Anyway, there was this stage show on and this girl came out with rubber gloves and KY. I had an idea of what was about to take place so sitting behind my FC, I pointed at him and held up a $50 note. Basically, he had to fist her.
He's never been the same since.
Gareth123
2nd February 2009, 14:55
I took my sales guy and financial controller to San Fransisco about 10 years back. My FC was very conservative as most accountant types are. Took him to the O'Farrell St Theatre which is one of America's oldest and most notorious adult-entertainment establishments owned originally by the Mitchell Brothers. One shot the other...
Anyway, there was this stage show on and this girl came out with rubber gloves and KY. I had an idea of what was about to take place so sitting behind my FC, I pointed at him and held up a $50 note. Basically, he had to fist her.
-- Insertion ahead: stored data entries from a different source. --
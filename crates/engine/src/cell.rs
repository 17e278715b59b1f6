use serde::{Deserialize, Serialize};

/// Horizontal text alignment
#[derive(Debug, Clone, Copy, Default, Serialize, Deserialize, PartialEq, Eq)]
pub enum Alignment {
    #[default]
    General,
    Left,
    Center,
    Right,
}

/// Vertical text alignment
#[derive(Debug, Clone, Copy, Default, Serialize, Deserialize, PartialEq, Eq)]
pub enum VerticalAlignment {
    Top,
    Center,
    #[default]
    Bottom,
}

/// Border line style for a single cell edge
#[derive(Debug, Clone, Copy, Default, Serialize, Deserialize, PartialEq, Eq)]
pub enum BorderStyle {
    #[default]
    None,
    Thin,
    Medium,
    Thick,
}

/// Per-edge borders
#[derive(Debug, Clone, Copy, Default, Serialize, Deserialize, PartialEq, Eq)]
pub struct CellBorders {
    pub top: BorderStyle,
    pub right: BorderStyle,
    pub bottom: BorderStyle,
    pub left: BorderStyle,
}

impl CellBorders {
    pub fn is_none(&self) -> bool {
        self.top == BorderStyle::None
            && self.right == BorderStyle::None
            && self.bottom == BorderStyle::None
            && self.left == BorderStyle::None
    }
}

/// Cell formatting options.
///
/// `num_format` holds the Excel number-format code exactly as it was read
/// (e.g. `0.00%`); `None` means General.
#[derive(Debug, Clone, Default, Serialize, Deserialize, PartialEq)]
pub struct CellFormat {
    pub bold: bool,
    pub italic: bool,
    pub font_size: Option<f32>,
    pub font_name: Option<String>,
    pub font_color: Option<[u8; 3]>,
    pub fill_color: Option<[u8; 3]>,
    pub alignment: Alignment,
    pub vertical_alignment: VerticalAlignment,
    pub wrap: bool,
    pub borders: CellBorders,
    pub num_format: Option<String>,
}

impl CellFormat {
    /// True if any field differs from the default (General, unstyled) format.
    pub fn is_styled(&self) -> bool {
        *self != CellFormat::default()
    }

    /// Formatting worth materialising on an otherwise empty cell.
    pub fn is_visually_relevant(&self) -> bool {
        self.fill_color.is_some() || !self.borders.is_none()
    }
}

/// Typed cell content at the read boundary.
#[derive(Debug, Clone, Default, Serialize, Deserialize, PartialEq)]
#[serde(tag = "type", content = "value", rename_all = "lowercase")]
pub enum CellValue {
    #[default]
    Empty,
    Number(f64),
    Text(String),
}

impl CellValue {
    pub fn is_empty(&self) -> bool {
        match self {
            CellValue::Empty => true,
            CellValue::Text(s) => s.is_empty(),
            CellValue::Number(_) => false,
        }
    }

    pub fn as_number(&self) -> Option<f64> {
        match self {
            CellValue::Number(n) => Some(*n),
            _ => None,
        }
    }

    /// Plain display text (no number formatting applied).
    pub fn display(&self) -> String {
        match self {
            CellValue::Empty => String::new(),
            CellValue::Text(s) => s.clone(),
            CellValue::Number(n) => {
                if n.fract() == 0.0 && n.abs() < 1e15 {
                    format!("{}", *n as i64)
                } else {
                    format!("{}", n)
                }
            }
        }
    }
}

impl From<f64> for CellValue {
    fn from(n: f64) -> Self {
        CellValue::Number(n)
    }
}

impl From<&str> for CellValue {
    fn from(s: &str) -> Self {
        if s.is_empty() {
            CellValue::Empty
        } else {
            CellValue::Text(s.to_string())
        }
    }
}

impl From<String> for CellValue {
    fn from(s: String) -> Self {
        if s.is_empty() {
            CellValue::Empty
        } else {
            CellValue::Text(s)
        }
    }
}

#[derive(Debug, Clone, Default, Serialize, Deserialize, PartialEq)]
pub struct Cell {
    pub value: CellValue,
    /// Formula source without the leading `=`; `value` holds its cached result.
    #[serde(default, skip_serializing_if = "Option::is_none")]
    pub formula: Option<String>,
    pub format: CellFormat,
}

impl Cell {
    pub fn new() -> Self {
        Self::default()
    }
}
He's never been the same since.
I'd love to have a go at that!
Finn
2nd February 2009, 15:23
I'd love to have a go at that!
Er, okay. I still have his number if you want it.
Bren
2nd February 2009, 15:28
best way to make a chick REALLY SOUR, and this is a sure-fire method...
MARRY HER!
MIXONE
2nd February 2009, 15:31
I'd love to have a go at that!
Try the Atami on a Thursday then.They don't have strip shows they have sex shows.If the sight of a full size road cone not being used for what it was designed sounds like you it'll be heaven.
MIXONE
2nd February 2009, 15:32
best way to make a chick REALLY SOUR, and this is a sure-fire method...
MARRY HER!
It's the wedding cake I tells ya!
Max Preload
2nd February 2009, 15:33
Oh, you pay. One way or another.
Like Kenny says... cut out the middle man - find someone you hate and buy them a house!
EatOrBeEaten
2nd February 2009, 16:30
Oh, you pay. One way or another.
Your bitterness saddens me :(
Only time I've ever been to a strip club I was so drunk that when the stunning young lady came and sat next to me, I thought she was on break and fancied a chat :doh: she didn't seem that impressed when I started talking about the weekend's telly....
jrandom
2nd February 2009, 16:47
Your bitterness saddens me :(
It's not 'bitterness', sugarplum. It's just experience.
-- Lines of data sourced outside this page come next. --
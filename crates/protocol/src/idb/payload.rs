//! IDB payload: header, message group, certificate and signature

use crate::binary::BinaryWrite;
use crate::error::{ProtocolError, Result};
use crate::idb::header::{IdbHeader, SIGNED_HEADER_LEN, UNSIGNED_HEADER_LEN};
use crate::idb::{CERTIFICATE_TAG, MESSAGE_GROUP_TAG};
use crate::signature::{IdbSignature, IDB_SIGNATURE_TAG};
use crate::tlv::{encode_all, Tlv};
use tracing::warn;

/// Decoded IDB payload
#[derive(Debug, Clone, PartialEq, Eq)]
pub struct IdbPayload {
    pub header: IdbHeader,
    /// Entries of the message group, in wire order
    pub messages: Vec<Tlv>,
    /// Signer certificate as opaque bytes
    pub certificate: Option<Vec<u8>>,
    pub signature: Option<IdbSignature>,
}

impl IdbPayload {
    pub fn new(header: IdbHeader, messages: Vec<Tlv>) -> Self {
        Self {
            header,
            messages,
            certificate: None,
            signature: None,
        }
    }

    /// Decode payload bytes; `is_signed` comes from the barcode flag
    pub fn decode(bytes: &[u8], is_signed: bool) -> Result<Self> {
        let header_len = if is_signed {
            SIGNED_HEADER_LEN
        } else {
            UNSIGNED_HEADER_LEN
        };
        if bytes.len() < header_len {
            return Err(ProtocolError::TruncatedInput("IDB header"));
        }
        let header = IdbHeader::decode(&bytes[..header_len])?;

        let mut messages = None;
        let mut certificate = None;
        let mut signature = None;
        for entry in Tlv::decode_all(&bytes[header_len..])? {
            match entry.tag {
                MESSAGE_GROUP_TAG => {
                    if messages.is_some() {
                        return Err(ProtocolError::DuplicateElement("message group"));
                    }
                    messages = Some(Tlv::decode_all(&entry.value)?);
                }
                CERTIFICATE_TAG => {
                    if certificate.is_some() {
                        return Err(ProtocolError::DuplicateElement("certificate"));
                    }
                    certificate = Some(entry.value);
                }
                IDB_SIGNATURE_TAG => {
                    if signature.is_some() {
                        return Err(ProtocolError::DuplicateElement("signature"));
                    }
                    signature = Some(IdbSignature::from_tlv(&entry)?);
                }
                other => return Err(ProtocolError::UnknownTag(other)),
            }
        }

        Ok(Self {
            header,
            messages: messages.ok_or(ProtocolError::MissingMessageGroup)?,
            certificate,
            signature,
        })
    }

    /// The message group as it appears on the wire
    pub fn message_group(&self) -> Result<Tlv> {
        Tlv::new(MESSAGE_GROUP_TAG, encode_all(&self.messages))
    }

    /// Bytes covered by the signature: header and message group
    pub fn signed_bytes(&self) -> Result<Vec<u8>> {
        let mut out = self.header.to_bytes()?;
        self.message_group()?.write_into(&mut out);
        Ok(out)
    }

    /// Encode the full payload
    pub fn encode(&self) -> Result<Vec<u8>> {
        if self.header.is_signed() && self.signature.is_none() {
            warn!(
                country = %self.header.country_identifier,
                "IDB header declares a signature algorithm but the payload carries no signature"
            );
        }

        let mut out = self.signed_bytes()?;
        if let Some(certificate) = &self.certificate {
            Tlv::new(CERTIFICATE_TAG, certificate.clone())?.write_into(&mut out);
        }
        if let Some(signature) = &self.signature {
            signature.to_tlv().write_into(&mut out);
        }
        Ok(out)
    }

    /// First message carrying `tag`
    pub fn message(&self, tag: u8) -> Option<&Tlv> {
        self.messages.iter().find(|m| m.tag == tag)
    }
}

#[cfg(test)]
mod tests {
    use super::*;
    use crate::idb::{IdbSignatureInfo, SignatureAlgorithm};
    use std::io::Write;
    use std::sync::{Arc, Mutex};

    fn unsigned_payload() -> IdbPayload {
        IdbPayload::new(
            IdbHeader::unsigned("D<<").unwrap(),
            vec![Tlv::new(0x04, (0xB0..=0xBF).collect::<Vec<u8>>()).unwrap()],
        )
    }

    #[test]
    fn test_unsigned_layout() {
        let bytes = unsigned_payload().encode().unwrap();
        assert_eq!(&bytes[..6], &[0x6A, 0xBC, 0x61, 0x12, 0x04, 0x10]);
        assert_eq!(bytes.len(), 2 + 2 + 18);
        assert_eq!(IdbPayload::decode(&bytes, false).unwrap(), unsigned_payload());
    }

    #[test]
    fn test_signed_parts_excluded_from_signed_bytes() {
        let info = IdbSignatureInfo {
            algorithm: SignatureAlgorithm::EcdsaSha256,
            certificate_reference: [9; 5],
            signature_creation_date: "2024-01-15".parse().unwrap(),
        };
        let mut payload = IdbPayload::new(
            IdbHeader::signed("UTO", info).unwrap(),
            vec![Tlv::new(0x01, vec![0x42]).unwrap()],
        );
        payload.certificate = Some(vec![0x30, 0x00]);
        payload.signature = Some(IdbSignature::from_raw(&[0x55; 64]).unwrap());

        let signed = payload.signed_bytes().unwrap();
        assert_eq!(signed.len(), 12 + 2 + 3);

        let bytes = payload.encode().unwrap();
        assert_eq!(&bytes[..signed.len()], signed.as_slice());
        assert_eq!(&bytes[signed.len()..signed.len() + 2], &[0x7E, 0x02]);
        assert_eq!(IdbPayload::decode(&bytes, true).unwrap(), payload);
    }

    #[test]
    fn test_missing_message_group() {
        assert_eq!(
            IdbPayload::decode(&[0x6A, 0xBC, 0x7E, 0x01, 0x00], false).unwrap_err(),
            ProtocolError::MissingMessageGroup
        );
    }

    #[test]
    fn test_unknown_top_level_tag() {
        assert_eq!(
            IdbPayload::decode(&[0x6A, 0xBC, 0x61, 0x00, 0x62, 0x00], false).unwrap_err(),
            ProtocolError::UnknownTag(0x62)
        );
    }

    #[test]
    fn test_duplicate_message_group() {
        assert_eq!(
            IdbPayload::decode(&[0x6A, 0xBC, 0x61, 0x00, 0x61, 0x00], false).unwrap_err(),
            ProtocolError::DuplicateElement("message group")
        );
    }

    #[test]
    fn test_header_shorter_than_flag_implies() {
        assert_eq!(
            IdbPayload::decode(&[0x6A, 0xBC, 0x61, 0x00], true).unwrap_err(),
            ProtocolError::TruncatedInput("IDB header")
        );
    }

    #[test]
    fn test_missing_signature_only_warns() {
        let info = IdbSignatureInfo {
            algorithm: SignatureAlgorithm::EcdsaSha512,
            certificate_reference: [0; 5],
            signature_creation_date: "xxxx-xx-xx".parse().unwrap(),
        };
        let payload = IdbPayload::new(IdbHeader::signed("UTO", info).unwrap(), Vec::new());
        let bytes = payload.encode().unwrap();
        assert_eq!(bytes.len(), 12 + 2);
        assert_eq!(IdbPayload::decode(&bytes, true).unwrap(), payload);
    }

    #[derive(Clone, Default)]
    struct CapturedLogs(Arc<Mutex<Vec<u8>>>);

    impl Write for CapturedLogs {
        fn write(&mut self, buf: &[u8]) -> std::io::Result<usize> {
            self.0.lock().unwrap().extend_from_slice(buf);
            Ok(buf.len())
        }

        fn flush(&mut self) -> std::io::Result<()> {
            Ok(())
        }
    }

    fn encode_capturing_logs(payload: &IdbPayload) -> String {
        let logs = CapturedLogs::default();
        let writer = logs.clone();
        let subscriber = tracing_subscriber::fmt()
            .with_writer(move || writer.clone())
            .with_ansi(false)
            .with_max_level(tracing::Level::WARN)
            .finish();
        tracing::subscriber::with_default(subscriber, || payload.encode().unwrap());
        let bytes = logs.0.lock().unwrap().clone();
        String::from_utf8(bytes).unwrap()
    }

    #[test]
    fn test_missing_signature_warning_is_emitted() {
        let info = IdbSignatureInfo {
            algorithm: SignatureAlgorithm::EcdsaSha256,
            certificate_reference: [0; 5],
            signature_creation_date: "2024-03-xx".parse().unwrap(),
        };
        let mut payload = IdbPayload::new(
            IdbHeader::signed("UTO", info).unwrap(),
            vec![Tlv::new(0x01, vec![0x01]).unwrap()],
        );

        let logs = encode_capturing_logs(&payload);
        assert!(logs.contains("WARN"), "{}", logs);
        assert!(logs.contains("declares a signature algorithm"), "{}", logs);
        assert!(logs.contains("country=UTO"), "{}", logs);

        payload.signature = Some(IdbSignature::from_raw(&[0x11; 64]).unwrap());
        assert!(encode_capturing_logs(&payload).is_empty());

        let unsigned = IdbPayload::new(IdbHeader::unsigned("UTO").unwrap(), Vec::new());
        assert!(encode_capturing_logs(&unsigned).is_empty());
    }
}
I thought she was on break and fancied a chat...
I generally assume she's just there to take my empty glass away. Unfortunately, the ones that I would actually like to sit in my lap generally are there to take my empty glass away.
EatOrBeEaten
2nd February 2009, 16:58
It's not 'bitterness', sugarplum. It's just experience.
So why was I the one left $2k out of pocket that time then? I think I'm playing the wrong stereotype :(
I generally assume she's just there to take my empty glass away. Unfortunately, the ones that I would actually like to sit in my lap generally are there to take my empty glass away.
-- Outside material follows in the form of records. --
//! Barcode text envelope

use crate::error::{ProtocolError, Result};
use crate::idb::{IdbPayload, IDENTIFIER, LEGACY_IDENTIFIER};
use data_encoding::BASE32_NOPAD;
use flate2::read::ZlibDecoder;
use flate2::write::ZlibEncoder;
use flate2::Compression;
use std::io::{Read, Write};
use std::str::FromStr;

/// Zlib level used by [`IcaoBarcode::encode`]
pub const DEFAULT_COMPRESSION_LEVEL: u32 = 9;

/// Largest payload a zipped barcode may inflate to
///
/// Printed barcodes hold a few kilobytes at most; anything larger is rejected
/// as [`ProtocolError::Compression`].
pub const MAX_INFLATED_LEN: usize = 64 * 1024;

const FLAG_SIGNED: u8 = 0b01;
const FLAG_ZIPPED: u8 = 0b10;

/// An IDB barcode: payload plus transport flags
///
/// Whether the barcode is signed follows from the payload header, so the
/// flag character can never contradict the header layout.
#[derive(Debug, Clone, PartialEq, Eq)]
pub struct IcaoBarcode {
    pub is_zipped: bool,
    pub payload: IdbPayload,
}

impl IcaoBarcode {
    pub fn new(payload: IdbPayload, is_zipped: bool) -> Self {
        Self { is_zipped, payload }
    }

    pub fn is_signed(&self) -> bool {
        self.payload.header.is_signed()
    }

    /// Flag character, one of `A`..=`D`
    pub fn flag(&self) -> char {
        let mut bits = 0;
        if self.is_signed() {
            bits |= FLAG_SIGNED;
        }
        if self.is_zipped {
            bits |= FLAG_ZIPPED;
        }
        char::from(b'A' + bits)
    }

    /// Decode barcode text
    pub fn decode(text: &str) -> Result<Self> {
        let identifier = text
            .get(..IDENTIFIER.len())
            .ok_or(ProtocolError::TruncatedInput("barcode identifier"))?;
        if identifier != IDENTIFIER && identifier != LEGACY_IDENTIFIER {
            return Err(ProtocolError::UnrecognizedIdentifier(identifier.to_string()));
        }

        let rest = &text[IDENTIFIER.len()..];
        let flag = rest
            .chars()
            .next()
            .ok_or(ProtocolError::TruncatedInput("barcode flag"))?;
        let bits = match flag {
            'A'..='D' => flag as u8 - b'A',
            other => {
                return Err(ProtocolError::InvalidFormat(format!(
                    "barcode flag '{}' is not one of A-D",
                    other
                )))
            }
        };
        let is_signed = bits & FLAG_SIGNED != 0;
        let is_zipped = bits & FLAG_ZIPPED != 0;

        let data = BASE32_NOPAD
            .decode(rest[flag.len_utf8()..].as_bytes())
            .map_err(|e| ProtocolError::InvalidFormat(format!("barcode base32: {}", e)))?;
        let data = if is_zipped { inflate(&data)? } else { data };

        Ok(Self {
            is_zipped,
            payload: IdbPayload::decode(&data, is_signed)?,
        })
    }

    /// Encode as barcode text, compressing at the best level when zipped
    pub fn encode(&self) -> Result<String> {
        self.encode_with_level(DEFAULT_COMPRESSION_LEVEL)
    }

    /// Encode with an explicit zlib level (0-9)
    pub fn encode_with_level(&self, level: u32) -> Result<String> {
        let data = self.payload.encode()?;
        let data = if self.is_zipped {
            deflate(&data, level)?
        } else {
            data
        };

        let mut text = String::with_capacity(IDENTIFIER.len() + 1 + BASE32_NOPAD.encode_len(data.len()));
        text.push_str(IDENTIFIER);
        text.push(self.flag());
        text.push_str(&BASE32_NOPAD.encode(&data));
        Ok(text)
    }

    /// Bytes covered by the signature
    pub fn signed_bytes(&self) -> Result<Vec<u8>> {
        self.payload.signed_bytes()
    }
}

impl FromStr for IcaoBarcode {
    type Err = ProtocolError;

    fn from_str(s: &str) -> Result<Self> {
        Self::decode(s)
    }
}

fn deflate(data: &[u8], level: u32) -> Result<Vec<u8>> {
    let mut encoder = ZlibEncoder::new(Vec::new(), Compression::new(level.min(9)));
    encoder
        .write_all(data)
        .map_err(|e| ProtocolError::Compression(e.to_string()))?;
    encoder
        .finish()
        .map_err(|e| ProtocolError::Compression(e.to_string()))
}

fn inflate(data: &[u8]) -> Result<Vec<u8>> {
    let mut out = Vec::new();
    ZlibDecoder::new(data)
        .take(MAX_INFLATED_LEN as u64 + 1)
        .read_to_end(&mut out)
        .map_err(|e| ProtocolError::Compression(e.to_string()))?;
    if out.len() > MAX_INFLATED_LEN {
        return Err(ProtocolError::Compression(format!(
            "payload inflates beyond {} bytes",
            MAX_INFLATED_LEN
        )));
    }
    Ok(out)
}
Her near-nekkidness was a sign to me, even in my advanced state of insobriety, that she wasn't one for lifting the empties. Still, got a lap dance, and haven't bothered again. It's like quitting smoking and paying someone to smoke a packet for you and blow the smoke in your face.
jrandom
2nd February 2009, 17:01
So why was I the one left $2k out of pocket that time then? I think I'm playing the wrong stereotype :(
Multiply that out-of-pocket number by 100, and you'll get a more typical amount that chaps like myself and The Stranger have had to deal with in such circumstances.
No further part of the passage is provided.